Data section below:

//! Dark-mode preference persisted in localStorage.

use web_sys::Storage;

use super::PreferenceStore;
use crate::config::DARK_MODE_STORAGE_KEY;
use crate::types::{AppError, AppResult, Preference};

/// Get localStorage, if the browser lets us have it.
fn local_storage() -> AppResult<Storage> {
    gloo_utils::window()
        .local_storage()
        .map_err(|e| AppError::Storage(format!("{:?}", e)))?
        .ok_or_else(|| AppError::Storage("localStorage not available".to_string()))
}

/// [`PreferenceStore`] backed by `window.localStorage`.
#[derive(Clone, Debug)]
pub struct LocalPreferenceStore {
    key: String,
}

impl LocalPreferenceStore {
    pub fn new(key: impl Into<String>) -> Self {
        Self { key: key.into() }
    }
}

impl Default for LocalPreferenceStore {
    fn default() -> Self {
        Self::new(DARK_MODE_STORAGE_KEY)
    }
}

impl PreferenceStore for LocalPreferenceStore {
    fn load(&self) -> Option<String> {
        match local_storage() {
            Ok(storage) => storage.get_item(&self.key).ok().flatten(),
            Err(e) => {
                log::warn!("{} - assuming light mode", e);
                None
            }
        }
    }

    fn save(&self, preference: Preference) -> AppResult<()> {
        local_storage()?
            .set_item(&self.key, preference.as_str())
            .map_err(|e| AppError::Storage(format!("Failed to save preference: {:?}", e)))
    }
}
//! Entry point for the WASM application

pub fn main() {
    console_error_panic_hook::set_once();
    _ = console_log::init_with_level(log::Level::Debug);

    log::info!("🦀 DocSort - Starting");

    if let Err(e) = docsort_frontend::start() {
        log::error!("Start-up aborted: {}", e);
    }
}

End of Data section.

→ **What is required**
In the entries, find every line holding "impl" and copy it.

→ **Answer box**
impl LocalPreferenceStore {
    pub fn new(key: impl Into<String>) -> Self {
impl Default for LocalPreferenceStore {
impl PreferenceStore for LocalPreferenceStore {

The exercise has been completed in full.